In [ ]:
%matplotlib inline
import folium
import json
import geojsonio
import matplotlib as mpl
import matplotlib.pyplot as plt
import numpy as np
import nltk
import pandas as pd
import re
import string
import sys
import time
import vincent
from collections import Counter
from collections import defaultdict
from datetime import datetime
from matplotlib import dates
from matplotlib import rcParams
from matplotlib.ticker import MaxNLocator
from os import path
from pandas.tseries.resample import TimeGrouper
from pandas.tseries.offsets import DateOffset
from scipy.misc import imread
from textblob import TextBlob
from wordcloud import WordCloud, STOPWORDS, ImageColorGenerator
print 'OK!'
In [ ]:
tweets_data_path = 'data/small-data.json'
tweets_data = []
tweets_file = open(tweets_data_path, "r")
for line in tweets_file:
try:
tweet = json.loads(line)
tweets_data.append(tweet)
except:
continue
tweets = pd.DataFrame()
tweets['text'] = map(lambda tweet: tweet['text'], tweets_data)

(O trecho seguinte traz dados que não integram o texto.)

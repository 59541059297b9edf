//! Audio frames exchanged between the decoder, the utterance chain, the
//! playback queue and the mixer.

use crate::frame_error::FrameError;
use crate::sample_buffer::{PcmScalar, SampleBuffer};
use crate::sample_format::SampleFormat;
use crate::time_base::TimeBase;

/// Rate, channel count and sample format of a PCM stream.
#[derive(Debug, Clone, Copy, PartialEq, Eq, Hash)]
pub struct StreamFormat {
    pub sample_rate: u32,
    pub channels: usize,
    pub sample_format: SampleFormat,
}

impl StreamFormat {
    pub const fn new(sample_rate: u32, channels: usize, sample_format: SampleFormat) -> Self {
        Self {
            sample_rate,
            channels,
            sample_format,
        }
    }

    /// Reject zero rates and channel counts.
    pub fn validate(&self) -> Result<(), FrameError> {
        if self.sample_rate == 0 {
            return Err(FrameError::ZeroSampleRate);
        }
        if self.channels == 0 {
            return Err(FrameError::ZeroChannels);
        }
        Ok(())
    }

    /// `1 / sample_rate`.
    pub fn natural_time_base(&self) -> Option<TimeBase> {
        TimeBase::from_sample_rate(self.sample_rate)
    }
}

/// A block of PCM samples with a presentation timestamp.
///
/// `nb_samples` counts samples per channel. Interleaved frames hold a single
/// plane of `nb_samples * channels` scalars; planar frames hold `channels`
/// planes of `nb_samples` scalars each.
#[derive(Debug, Clone, PartialEq)]
pub struct AudioFrame {
    format: StreamFormat,
    nb_samples: usize,
    pts: Option<i64>,
    time_base: TimeBase,
    data: SampleBuffer,
}

impl AudioFrame {
    /// Build a frame, checking that `data` matches the declared layout.
    pub fn new(
        format: StreamFormat,
        time_base: TimeBase,
        pts: Option<i64>,
        data: SampleBuffer,
    ) -> Result<Self, FrameError> {
        format.validate()?;
        let sample_format = format.sample_format;
        if data.kind() != sample_format.kind() {
            return Err(FrameError::KindMismatch {
                format: sample_format,
                found: data.kind(),
            });
        }

        let expected = sample_format.plane_count(format.channels);
        if data.plane_count() != expected {
            return Err(FrameError::PlaneCount {
                expected,
                found: data.plane_count(),
            });
        }

        let Some(plane_len) = data.plane_len() else {
            return Err(FrameError::PlaneLength {
                expected: 0,
                found: 0,
            });
        };
        let nb_samples = if sample_format.is_planar() {
            plane_len
        } else {
            if plane_len % format.channels != 0 {
                return Err(FrameError::Interleave {
                    len: plane_len,
                    channels: format.channels,
                });
            }
            plane_len / format.channels
        };

        Ok(Self {
            format,
            nb_samples,
            pts,
            time_base,
            data,
        })
    }

    /// A frame of `nb_samples` silent samples.
    pub fn silence(
        format: StreamFormat,
        time_base: TimeBase,
        pts: Option<i64>,
        nb_samples: usize,
    ) -> Result<Self, FrameError> {
        format.validate()?;
        let sample_format = format.sample_format;
        let planes = sample_format.plane_count(format.channels);
        let len = if sample_format.is_planar() {
            nb_samples
        } else {
            nb_samples * format.channels
        };
        Self::new(
            format,
            time_base,
            pts,
            SampleBuffer::silence(sample_format.kind(), planes, len),
        )
    }

    /// Convert planar `f32` channels into a frame of `format`.
    pub fn from_planar_f32(
        format: StreamFormat,
        time_base: TimeBase,
        pts: Option<i64>,
        channels: &[Vec<f32>],
    ) -> Result<Self, FrameError> {
        if channels.len() != format.channels {
            return Err(FrameError::PlaneCount {
                expected: format.channels,
                found: channels.len(),
            });
        }
        let data = SampleBuffer::from_planar_f32(
            format.sample_format.kind(),
            format.sample_format.is_planar(),
            channels,
        )?;
        Self::new(format, time_base, pts, data)
    }

    /// Every channel as a separate `f32` vector.
    pub fn to_planar_f32(&self) -> Vec<Vec<f32>> {
        self.data
            .to_planar_f32(self.format.sample_format.is_planar(), self.format.channels)
    }

    #[inline]
    pub fn stream_format(&self) -> StreamFormat {
        self.format
    }

    #[inline]
    pub fn format(&self) -> SampleFormat {
        self.format.sample_format
    }

    #[inline]
    pub fn channels(&self) -> usize {
        self.format.channels
    }

    #[inline]
    pub fn sample_rate(&self) -> u32 {
        self.format.sample_rate
    }

    /// Samples per channel.
    #[inline]
    pub fn nb_samples(&self) -> usize {
        self.nb_samples
    }

    #[inline]
    pub fn pts(&self) -> Option<i64> {
        self.pts
    }

    pub fn set_pts(&mut self, pts: Option<i64>) {
        self.pts = pts;
    }

    #[inline]
    pub fn time_base(&self) -> TimeBase {
        self.time_base
    }

    #[inline]
    pub fn data(&self) -> &SampleBuffer {
        &self.data
    }

    /// Typed planes, if the frame holds `T` scalars.
    pub fn planes<T: PcmScalar>(&self) -> Option<&[Vec<T>]> {
        T::planes(&self.data)
    }

    /// Mutable typed planes. Plane lengths stay fixed, so the sample count
    /// cannot change through this view.
    pub fn planes_mut<T: PcmScalar>(&mut self) -> Option<impl Iterator<Item = &mut [T]>> {
        T::planes_mut(&mut self.data).map(|planes| planes.iter_mut().map(Vec::as_mut_slice))
    }

    /// Release the sample storage.
    pub fn into_data(self) -> SampleBuffer {
        self.data
    }
}
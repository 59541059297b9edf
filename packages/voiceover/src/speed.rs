//! Playback-speed calculation for synthesized utterances.

use crate::error::{DubError, Result};

pub const DEFAULT_MIN_SPEED: f64 = 1.0;
pub const DEFAULT_MAX_SPEED: f64 = 1.4;

/// Inclusive bounds for the time-stretch ratio.
#[derive(Debug, Clone, Copy, PartialEq)]
pub struct SpeedBounds {
    pub min_speed: f64,
    pub max_speed: f64,
}

impl Default for SpeedBounds {
    fn default() -> Self {
        Self {
            min_speed: DEFAULT_MIN_SPEED,
            max_speed: DEFAULT_MAX_SPEED,
        }
    }
}

impl SpeedBounds {
    pub fn new(min_speed: f64, max_speed: f64) -> Self {
        Self {
            min_speed,
            max_speed,
        }
    }

    /// Speed that makes `remote_secs` of speech fit in `available_secs`.
    ///
    /// Without usable durations the slowest allowed speed is returned.
    pub fn speed_for(&self, remote_secs: f64, available_secs: f64) -> f64 {
        let usable = |v: f64| v.is_finite() && v > 0.0;
        if !usable(remote_secs) || !usable(available_secs) {
            return self.min_speed;
        }
        // Not `clamp`: inverted bounds must not panic.
        (remote_secs / available_secs)
            .max(self.min_speed)
            .min(self.max_speed)
    }
}

/// Reject speeds the time-stretcher cannot apply.
pub fn validate_speed(speed: f64) -> Result<f64> {
    if speed.is_nan() || speed <= 0.0 {
        return Err(DubError::InvalidSpeed(speed));
    }
    Ok(speed)
}
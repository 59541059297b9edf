//! Error taxonomy of the dubbing pipeline.
//!
//! Per-cue failures (`BackendUnreachable`, `InvalidSpeed`, `ChainBuild`,
//! `Decode`) are contained by the controller: the cue is discarded and the
//! primary audio passes through untouched. `AllocationFailure` is the only
//! variant that aborts the current call.

use thiserror::Error;
use voiceover_domain::{CueId, FrameError, SampleFormat};

use crate::chain::ChainError;
use crate::decode::DecodeError;

pub type Result<T> = std::result::Result<T, DubError>;

#[derive(Error, Debug)]
pub enum DubError {
    /// The synthesis server could not be reached, or its answer could not be
    /// opened as audio.
    #[error("synthesis backend unreachable for {url}: {source}")]
    BackendUnreachable {
        url: String,
        #[source]
        source: Box<dyn std::error::Error + Send + Sync>,
    },

    /// The computed playback speed is not positive.
    #[error("invalid playback speed {0}")]
    InvalidSpeed(f64),

    /// The per-utterance processing chain could not be constructed.
    #[error("cannot build utterance chain: {0}")]
    ChainBuild(#[source] ChainError),

    /// Decoding the synthesized audio failed mid-stream.
    #[error("decode error: {0}")]
    Decode(#[from] DecodeError),

    /// Memory for queued audio could not be reserved.
    #[error("out of memory while queueing synthesized audio")]
    AllocationFailure,

    #[error("mix error: {0}")]
    Mix(#[from] MixError),

    #[error("configuration error: {0}")]
    Config(String),

    #[error("subtitle error: {0}")]
    Subtitle(#[from] crate::subtitle::SubtitleError),

    #[error("I/O error: {0}")]
    Io(#[from] std::io::Error),

    #[error("WAV error: {0}")]
    Wav(#[from] hound::Error),
}

impl DubError {
    /// `true` when the error must abort the current call instead of being
    /// contained to a single cue.
    pub fn is_fatal(&self) -> bool {
        matches!(self, Self::AllocationFailure)
    }
}

impl From<FrameError> for DubError {
    fn from(err: FrameError) -> Self {
        match err {
            FrameError::Allocation => Self::AllocationFailure,
            other => Self::Decode(DecodeError::Frame(other)),
        }
    }
}

/// Failures raised by the sample mixer.
#[derive(Error, Debug, Clone, PartialEq, Eq)]
pub enum MixError {
    /// The primary frame does not match the format the mixer was built for.
    #[error("primary frame is {found} x{found_channels}, mixer expects {expected} x{channels}")]
    PrimaryFormat {
        expected: SampleFormat,
        channels: usize,
        found: SampleFormat,
        found_channels: usize,
    },

    /// A queued frame does not match the primary stream.
    #[error("{cue} queued {found} x{found_channels}, primary is {expected} x{channels}")]
    FormatMismatch {
        cue: CueId,
        expected: SampleFormat,
        channels: usize,
        found: SampleFormat,
        found_channels: usize,
    },
}
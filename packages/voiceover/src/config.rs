//! Run configuration: TOML file, then command-line overrides.

use std::path::{Path, PathBuf};
use std::time::Duration;

use serde::{Deserialize, Serialize};
use voiceover_backend::BackendConfig;

use crate::controller::PipelineOptions;
use crate::error::{DubError, Result};
use crate::mixer::Volumes;
use crate::speed::{DEFAULT_MAX_SPEED, DEFAULT_MIN_SPEED, SpeedBounds};

/// Accepted range for speeds and volumes.
pub const OPTION_RANGE: (f64, f64) = (0.0, 4.0);

#[derive(Debug, Clone, PartialEq, Serialize, Deserialize)]
#[serde(default)]
pub struct DubConfig {
    /// Subtitle file providing the cues (`.srt`, `.ass`, `.ssa`).
    pub subtitle: PathBuf,
    /// Synthesis server base URL; `text=<encoded>` is appended verbatim.
    pub server: String,
    pub min_speed: f64,
    pub max_speed: f64,
    /// Gain of the synthesized speech.
    pub sub_volume: f64,
    /// Gain of the primary audio.
    pub aud_volume: f64,
    pub request_timeout_secs: u64,
    /// Primary frame length in samples per channel.
    pub frame_size: usize,
}

impl Default for DubConfig {
    fn default() -> Self {
        Self {
            subtitle: PathBuf::new(),
            server: String::new(),
            min_speed: DEFAULT_MIN_SPEED,
            max_speed: DEFAULT_MAX_SPEED,
            sub_volume: 1.0,
            aud_volume: 1.0,
            request_timeout_secs: 30,
            frame_size: 1024,
        }
    }
}

impl DubConfig {
    /// Load a TOML config from disk; missing keys take their defaults.
    pub fn load<P: AsRef<Path>>(path: P) -> Result<Self> {
        let path = path.as_ref();
        let text = std::fs::read_to_string(path)?;
        toml::from_str(&text)
            .map_err(|e| DubError::Config(format!("{}: {e}", path.display())))
    }

    pub fn validate(&self) -> Result<()> {
        if self.subtitle.as_os_str().is_empty() {
            return Err(DubError::Config("no subtitle file specified".into()));
        }
        if self.server.trim().is_empty() {
            return Err(DubError::Config("no synthesis server specified".into()));
        }

        let (lo, hi) = OPTION_RANGE;
        for (name, value) in [
            ("min_speed", self.min_speed),
            ("max_speed", self.max_speed),
            ("sub_volume", self.sub_volume),
            ("aud_volume", self.aud_volume),
        ] {
            if !(lo..=hi).contains(&value) {
                return Err(DubError::Config(format!(
                    "{name} = {value} is outside [{lo}, {hi}]"
                )));
            }
        }
        if self.min_speed > self.max_speed {
            return Err(DubError::Config(format!(
                "min_speed {} exceeds max_speed {}",
                self.min_speed, self.max_speed
            )));
        }
        if self.frame_size == 0 {
            return Err(DubError::Config("frame_size must be positive".into()));
        }
        if self.request_timeout_secs == 0 {
            return Err(DubError::Config("request_timeout_secs must be positive".into()));
        }
        Ok(())
    }

    pub fn bounds(&self) -> SpeedBounds {
        SpeedBounds::new(self.min_speed, self.max_speed)
    }

    pub fn volumes(&self) -> Volumes {
        Volumes {
            aud_volume: self.aud_volume,
            sub_volume: self.sub_volume,
        }
    }

    pub fn backend_config(&self) -> BackendConfig {
        BackendConfig {
            timeout: Duration::from_secs(self.request_timeout_secs),
            ..BackendConfig::default()
        }
    }

    pub fn pipeline_options(&self) -> PipelineOptions {
        PipelineOptions {
            server: self.server.clone(),
            bounds: self.bounds(),
            volumes: self.volumes(),
        }
    }
}

#[cfg(test)]
mod tests {
    use super::*;
    use std::io::Write;

    fn valid() -> DubConfig {
        DubConfig {
            subtitle: "subs.srt".into(),
            server: "http://localhost:5002/api/tts?".into(),
            ..DubConfig::default()
        }
    }

    #[test]
    fn test_defaults() {
        let config = DubConfig::default();
        assert_eq!(config.min_speed, 1.0);
        assert_eq!(config.max_speed, 1.4);
        assert_eq!(config.sub_volume, 1.0);
        assert_eq!(config.aud_volume, 1.0);
        assert_eq!(config.frame_size, 1024);
        assert!(valid().validate().is_ok());
    }

    #[test]
    fn test_missing_subtitle_or_server_rejected() {
        let mut config = valid();
        config.subtitle = PathBuf::new();
        assert!(matches!(config.validate(), Err(DubError::Config(_))));

        let mut config = valid();
        config.server = "  ".into();
        assert!(matches!(config.validate(), Err(DubError::Config(_))));
    }

    #[test]
    fn test_ranges_enforced() {
        let mut config = valid();
        config.sub_volume = 4.5;
        assert!(config.validate().is_err());

        let mut config = valid();
        config.min_speed = 1.5;
        assert!(config.validate().is_err());

        let mut config = valid();
        config.frame_size = 0;
        assert!(config.validate().is_err());

        let mut config = valid();
        config.aud_volume = 0.0;
        assert!(config.validate().is_ok());
    }

    #[test]
    fn test_partial_toml_uses_defaults() {
        let mut file = tempfile::NamedTempFile::new().unwrap();
        writeln!(file, "server = \"http://tts.local/?\"\nsub_volume = 0.5").unwrap();
        let config = DubConfig::load(file.path()).unwrap();
        assert_eq!(config.server, "http://tts.local/?");
        assert_eq!(config.sub_volume, 0.5);
        assert_eq!(config.max_speed, 1.4);
        assert!(config.subtitle.as_os_str().is_empty());
    }

    #[test]
    fn test_bad_toml_is_a_config_error() {
        let mut file = tempfile::NamedTempFile::new().unwrap();
        writeln!(file, "min_speed = \"fast\"").unwrap();
        assert!(matches!(
            DubConfig::load(file.path()),
            Err(DubError::Config(_))
        ));
    }
}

tweets['lang'] = map(lambda tweet: tweet['lang'], tweets_data)
tweets['country'] = map(lambda tweet: tweet['place']['country']
if tweet['place'] != None else None, tweets_data)
print 'OK!'
In [ ]:
print 'Número de Tweets total: %s' % len(tweets_data)
In [ ]:
# exemplo de tweet
print tweets_data[0]
In [ ]:
tweets_by_lang = tweets['lang'].value_counts()
fig, ax = plt.subplots(figsize=(20,10))
ax.tick_params(axis='x', labelsize=20)
ax.tick_params(axis='y', labelsize=15)
ax.set_xlabel('Idiomas'.decode('utf-8'), fontsize=20)
ax.set_ylabel('Número de tweets'.decode('utf-8') , fontsize=20)
ax.set_title('Top 4 Idiomas'.decode('utf-8'), fontsize=20, fontweight='bold')
tweets_by_lang[:4].plot(ax=ax, kind='bar', color='mediumspringgreen')
plt.grid()
In [ ]:
tweets_by_country = tweets['country'].value_counts()
fig, ax = plt.subplots(figsize=(20,10))
ax.tick_params(axis='x', labelsize=15)
ax.tick_params(axis='y', labelsize=15)
ax.set_xlabel('Países'.decode('utf-8'), fontsize=20)
ax.set_ylabel('Número de tweets'.decode('utf-8') , fontsize=20)
ax.set_title('Top 5 Países'.decode('utf-8'), fontsize=20, fontweight='bold')
tweets_by_country[:5].plot(ax=ax, kind='bar', color='lightskyblue')
plt.grid()
In [ ]:
def word_in_text(word, text):
word = word.lower()
text = text.lower()
match = re.search(word, text)
if match:
return True
return False
In [ ]:
tweets['NaoVaiTerGolpe'] = tweets['text'].apply(lambda tweet: word_in_text('NaoVaiTerGolpe', tweet))
tweets['TchauQuerida'] = tweets['text'].apply(lambda tweet: word_in_text('TchauQuerida', tweet))
tweets['ForaDilma'] = tweets['text'].apply(lambda tweet: word_in_text('ForaDilma', tweet))
tweets['BrasilContraOGolpe'] = tweets['text'].apply(lambda tweet: word_in_text('BrasilContraOGolpe', tweet))
tweets['ForaCunha'] = tweets['text'].apply(lambda tweet: word_in_text('ForaCunha', tweet))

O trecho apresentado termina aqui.